Research
Visual Antibody-omics from a Blood Drop
We are developing a visual antibody-omics platform for direct, real-time visualization of the polyclonal antibody landscape. Using negative-stain electron microscopy (nsEM), we capture snapshots of antibody responses following vaccination or infection, generating semi-quantitative maps of epitopic diversity against defined immunogens. In SARS-CoV-2 studies, this approach reveals how antibodies targeting conformational non-RBD regions drive broad cross-neutralization across variants, while in influenza HA research, it uncovers how cross-reactive antibodies to conserved HA epitopes are shaped by pre-existing exposure. We are currently refining sample-preparation workflows and developing antibody subtype–specific analyses, advancing toward a more comprehensive and visual understanding of humoral immunity.
Mechanistic Insights into Antibody Multivalent Binding
Traditional structural studies have focused on single-Fab footprints to explain antibody potency, breadth, and mechanisms of neutralization. Yet in vivo, antibodies act as full, IgG molecules—bivalent by design, gaining not only epitope-mapping capacity from each Fab arm but also greater avidity and enhanced neutralization through multivalent binding. Understanding this multivalency is essential to uncovering how antibodies truly operate at the viral surface. We combine molecular-dynamics simulations, functional neutralization and binding assays, and cryo-EM to reveal how IgG multivalency—via antigen clustering and higher-order binding geometry—empowers even low-affinity antibodies to achieve potent neutralization and drives variant-specific differences in antibody efficacy. To further dissect this spatial dimension, we are developing DNA-based nanostructure “scaffolds” that precisely control antigen spacing at the nanoscale, offering a unique platform to probe how antigen organization governs antibody engagement and viral neutralization.
DNA Matrix as a Universal Platform for Subunit Vaccines
The DNA Matrix is a dynamic supramolecular adjuvant assembled from five short, unmodified DNA strands. Its right-handed colloidal architecture prolongs antigen retention and enhances lymphatic transport, thereby eliciting strong antibody responses through the TLR9–MyD88 pathway. This safe and multifunctional platform provides potent protection against both viral and bacterial infections, offering a promising strategy for next-generation vaccine design. We are currently optimizing DNA hydrogel sequences to understand how material properties influence immune activation, employing near-infrared (NIR) imaging to systematically evaluate the in vivo behavior of hydrogels with different sequence motifs (e.g., CpG vs. non-CpG) and physical characteristics (e.g., gel strength). These studies aim to elucidate the intrinsic link between antigen dynamics and carrier behavior, ultimately guiding the rational design of DNA hydrogel-based vaccines with enhanced immunogenicity and controlled antigen delivery.

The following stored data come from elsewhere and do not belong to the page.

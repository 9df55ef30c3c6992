//! Executor event emission
//!
//! The executor reports progress through an injected [`Emitter`] instead of
//! a global logger. [`TracingEmitter`] forwards to `tracing`;
//! [`MemoryEmitter`] keeps events for inspection.

use std::collections::BTreeMap;
use std::fmt;
use std::sync::Arc;

use parking_lot::Mutex;
use serde::{Deserialize, Serialize};

#[derive(Debug, Clone, Copy, PartialEq, Eq, PartialOrd, Ord, Serialize, Deserialize)]
#[serde(rename_all = "lowercase")]
pub enum EventLevel {
    Debug,
    Info,
    Warn,
    Error,
}

/// A structured executor event
#[derive(Debug, Clone, PartialEq, Eq, Serialize, Deserialize)]
pub struct ExecutorEvent {
    pub level: EventLevel,
    pub message: String,
    #[serde(default, skip_serializing_if = "BTreeMap::is_empty")]
    pub fields: BTreeMap<String, String>,
}

impl ExecutorEvent {
    pub fn new(level: EventLevel, message: impl Into<String>) -> Self {
        Self {
            level,
            message: message.into(),
            fields: BTreeMap::new(),
        }
    }

    pub fn field(mut self, key: impl Into<String>, value: impl fmt::Display) -> Self {
        self.fields.insert(key.into(), value.to_string());
        self
    }
}

impl fmt::Display for ExecutorEvent {
    fn fmt(&self, f: &mut fmt::Formatter<'_>) -> fmt::Result {
        f.write_str(&self.message)?;
        for (k, v) in &self.fields {
            write!(f, " {}={}", k, v)?;
        }
        Ok(())
    }
}

/// Sink for executor events
pub trait Emitter: Send + Sync {
    fn emit(&self, event: ExecutorEvent);

    fn debug(&self, message: &str) {
        self.emit(ExecutorEvent::new(EventLevel::Debug, message));
    }

    fn info(&self, message: &str) {
        self.emit(ExecutorEvent::new(EventLevel::Info, message));
    }

    fn warn(&self, message: &str) {
        self.emit(ExecutorEvent::new(EventLevel::Warn, message));
    }

    fn error(&self, message: &str) {
        self.emit(ExecutorEvent::new(EventLevel::Error, message));
    }
}

pub type SharedEmitter = Arc<dyn Emitter>;

/// Forwards events to `tracing` under the `sshcompose::executor` target
#[derive(Debug, Default, Clone, Copy)]
pub struct TracingEmitter;

impl Emitter for TracingEmitter {
    fn emit(&self, event: ExecutorEvent) {
        match event.level {
            EventLevel::Debug => tracing::debug!(target: "sshcompose::executor", "{}", event),
            EventLevel::Info => tracing::info!(target: "sshcompose::executor", "{}", event),
            EventLevel::Warn => tracing::warn!(target: "sshcompose::executor", "{}", event),
            EventLevel::Error => tracing::error!(target: "sshcompose::executor", "{}", event),
        }
    }
}

/// Records events in memory
#[derive(Debug, Default)]
pub struct MemoryEmitter {
    events: Mutex<Vec<ExecutorEvent>>,
}

impl MemoryEmitter {
    pub fn new() -> Arc<Self> {
        Arc::new(Self::default())
    }

    pub fn events(&self) -> Vec<ExecutorEvent> {
        self.events.lock().clone()
    }

    /// Messages at `level`, in emission order
    pub fn messages(&self, level: EventLevel) -> Vec<String> {
        self.events
            .lock()
            .iter()
            .filter(|e| e.level == level)
            .map(|e| e.message.clone())
            .collect()
    }
}

impl Emitter for MemoryEmitter {
    fn emit(&self, event: ExecutorEvent) {
        self.events.lock().push(event);
    }
}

DNA Nanotags for Multiplex EM-Based Imaging
We are developing DNA nanostructure–based nanotags as versatile tools for electron microscopy (EM) imaging. Owing to their precise programmability, defined geometries, biomolecular conjugation capacity, and compatibility with cryogenic sample preparation, these nanotags hold great promise for multiplexed EM visualization of complex biological systems. In parallel, we are designing DNA origami scaffolds integrated with site-specific incorporation of unnatural amino acids (UAA) to precisely define the orientation and spatial arrangement of antigen display. This programmable approach enables systematic investigation of multivalent antigen–antibody interactions and provides structural insights into viral assemblies such as dengue and HIV.